WHAT IS EXPECTED ▸ Scan the records below. Copy every line in which the word "total" appears.

DATA SHOWN ▸
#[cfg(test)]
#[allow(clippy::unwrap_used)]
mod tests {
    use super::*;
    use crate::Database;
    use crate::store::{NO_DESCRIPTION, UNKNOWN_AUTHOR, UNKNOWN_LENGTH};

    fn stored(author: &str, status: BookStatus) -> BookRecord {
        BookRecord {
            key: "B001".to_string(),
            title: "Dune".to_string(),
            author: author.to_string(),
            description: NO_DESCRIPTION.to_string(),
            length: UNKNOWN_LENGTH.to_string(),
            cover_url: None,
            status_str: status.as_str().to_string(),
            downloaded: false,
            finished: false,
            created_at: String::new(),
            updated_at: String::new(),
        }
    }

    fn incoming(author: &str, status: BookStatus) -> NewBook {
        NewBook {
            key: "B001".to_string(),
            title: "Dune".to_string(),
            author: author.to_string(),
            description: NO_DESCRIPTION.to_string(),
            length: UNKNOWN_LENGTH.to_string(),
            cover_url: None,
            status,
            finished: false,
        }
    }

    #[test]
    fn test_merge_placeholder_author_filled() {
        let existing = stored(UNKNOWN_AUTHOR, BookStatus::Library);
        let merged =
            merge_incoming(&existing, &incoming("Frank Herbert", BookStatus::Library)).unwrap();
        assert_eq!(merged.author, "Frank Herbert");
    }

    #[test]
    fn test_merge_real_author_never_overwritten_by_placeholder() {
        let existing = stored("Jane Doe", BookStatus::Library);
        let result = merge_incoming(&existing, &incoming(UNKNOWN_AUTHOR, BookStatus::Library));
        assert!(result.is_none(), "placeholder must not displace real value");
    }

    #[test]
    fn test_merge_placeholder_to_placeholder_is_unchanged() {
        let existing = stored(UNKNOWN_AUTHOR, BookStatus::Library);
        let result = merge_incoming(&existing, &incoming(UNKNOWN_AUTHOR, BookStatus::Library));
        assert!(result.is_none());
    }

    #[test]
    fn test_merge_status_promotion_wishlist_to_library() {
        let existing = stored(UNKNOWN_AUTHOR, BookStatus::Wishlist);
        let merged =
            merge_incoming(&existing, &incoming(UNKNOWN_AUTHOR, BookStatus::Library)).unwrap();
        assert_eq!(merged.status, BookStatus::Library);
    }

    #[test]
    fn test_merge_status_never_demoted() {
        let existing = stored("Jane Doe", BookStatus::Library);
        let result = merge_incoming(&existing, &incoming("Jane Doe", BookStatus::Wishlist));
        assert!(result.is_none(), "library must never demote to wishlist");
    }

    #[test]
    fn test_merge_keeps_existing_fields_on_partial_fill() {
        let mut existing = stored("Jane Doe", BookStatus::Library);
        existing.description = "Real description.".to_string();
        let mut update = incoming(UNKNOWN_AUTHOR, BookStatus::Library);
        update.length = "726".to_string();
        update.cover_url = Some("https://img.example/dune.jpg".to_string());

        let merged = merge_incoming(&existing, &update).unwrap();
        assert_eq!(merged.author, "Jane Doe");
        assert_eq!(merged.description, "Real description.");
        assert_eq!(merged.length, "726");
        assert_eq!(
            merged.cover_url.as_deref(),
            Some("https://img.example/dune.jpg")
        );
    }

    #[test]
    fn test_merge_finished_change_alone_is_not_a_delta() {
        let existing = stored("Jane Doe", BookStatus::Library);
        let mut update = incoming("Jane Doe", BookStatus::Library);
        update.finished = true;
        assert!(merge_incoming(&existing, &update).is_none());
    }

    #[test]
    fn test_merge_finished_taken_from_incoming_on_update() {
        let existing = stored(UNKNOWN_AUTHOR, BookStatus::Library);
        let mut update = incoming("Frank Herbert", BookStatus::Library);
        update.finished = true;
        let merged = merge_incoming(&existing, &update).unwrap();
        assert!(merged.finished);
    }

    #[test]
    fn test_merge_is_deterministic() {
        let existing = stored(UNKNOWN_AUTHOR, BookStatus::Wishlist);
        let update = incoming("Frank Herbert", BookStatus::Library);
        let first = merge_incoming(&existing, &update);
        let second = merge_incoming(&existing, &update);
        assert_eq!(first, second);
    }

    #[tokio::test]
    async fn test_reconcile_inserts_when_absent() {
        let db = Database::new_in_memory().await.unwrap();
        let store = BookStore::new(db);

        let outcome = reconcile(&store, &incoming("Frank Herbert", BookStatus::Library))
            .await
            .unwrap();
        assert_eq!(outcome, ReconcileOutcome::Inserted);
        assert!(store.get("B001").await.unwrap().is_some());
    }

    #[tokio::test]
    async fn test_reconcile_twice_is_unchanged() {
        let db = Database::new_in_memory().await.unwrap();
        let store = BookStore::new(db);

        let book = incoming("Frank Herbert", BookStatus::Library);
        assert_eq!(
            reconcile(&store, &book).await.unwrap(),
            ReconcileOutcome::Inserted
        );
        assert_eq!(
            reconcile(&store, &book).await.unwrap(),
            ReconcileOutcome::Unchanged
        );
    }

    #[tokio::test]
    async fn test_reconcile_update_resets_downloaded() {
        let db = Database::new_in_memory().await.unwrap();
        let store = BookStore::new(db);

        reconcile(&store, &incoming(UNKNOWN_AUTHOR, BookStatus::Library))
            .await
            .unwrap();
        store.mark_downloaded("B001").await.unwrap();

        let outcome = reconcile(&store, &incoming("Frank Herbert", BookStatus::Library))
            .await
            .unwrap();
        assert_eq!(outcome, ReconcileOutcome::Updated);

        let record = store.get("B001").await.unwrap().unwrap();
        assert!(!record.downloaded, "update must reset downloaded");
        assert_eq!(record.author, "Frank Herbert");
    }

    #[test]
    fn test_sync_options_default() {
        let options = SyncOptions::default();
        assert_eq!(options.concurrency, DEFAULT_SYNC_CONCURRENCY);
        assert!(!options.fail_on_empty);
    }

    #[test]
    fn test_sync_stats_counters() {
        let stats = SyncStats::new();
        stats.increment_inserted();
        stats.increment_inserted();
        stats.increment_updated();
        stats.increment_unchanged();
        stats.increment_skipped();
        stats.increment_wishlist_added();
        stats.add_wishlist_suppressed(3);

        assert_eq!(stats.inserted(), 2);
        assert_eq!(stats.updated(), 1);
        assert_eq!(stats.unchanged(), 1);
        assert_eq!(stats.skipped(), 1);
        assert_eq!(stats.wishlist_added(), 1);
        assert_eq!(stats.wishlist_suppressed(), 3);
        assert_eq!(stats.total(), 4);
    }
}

--

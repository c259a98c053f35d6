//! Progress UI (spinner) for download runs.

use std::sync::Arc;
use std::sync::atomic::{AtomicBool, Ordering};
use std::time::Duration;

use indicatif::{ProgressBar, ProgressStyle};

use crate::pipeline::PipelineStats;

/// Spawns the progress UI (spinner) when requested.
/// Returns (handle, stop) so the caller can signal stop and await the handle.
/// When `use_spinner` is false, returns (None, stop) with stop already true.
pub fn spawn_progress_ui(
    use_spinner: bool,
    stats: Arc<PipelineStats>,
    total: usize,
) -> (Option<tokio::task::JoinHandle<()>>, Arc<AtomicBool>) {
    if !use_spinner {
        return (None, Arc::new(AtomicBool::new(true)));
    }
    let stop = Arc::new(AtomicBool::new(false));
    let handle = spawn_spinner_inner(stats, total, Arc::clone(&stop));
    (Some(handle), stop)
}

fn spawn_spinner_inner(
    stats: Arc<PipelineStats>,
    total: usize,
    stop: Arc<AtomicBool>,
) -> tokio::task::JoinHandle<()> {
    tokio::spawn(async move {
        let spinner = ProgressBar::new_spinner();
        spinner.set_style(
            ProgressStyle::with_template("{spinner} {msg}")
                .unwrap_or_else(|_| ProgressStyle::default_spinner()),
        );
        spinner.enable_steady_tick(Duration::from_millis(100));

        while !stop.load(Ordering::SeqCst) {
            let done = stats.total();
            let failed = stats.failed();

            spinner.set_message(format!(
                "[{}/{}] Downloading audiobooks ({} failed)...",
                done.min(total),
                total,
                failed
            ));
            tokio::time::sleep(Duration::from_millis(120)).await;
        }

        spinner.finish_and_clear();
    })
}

OUTPUT BELOW ▸
        assert_eq!(stats.total(), 4);
    total: usize,
    let handle = spawn_spinner_inner(stats, total, Arc::clone(&stop));
    total: usize,
            let done = stats.total();
                done.min(total),
                total,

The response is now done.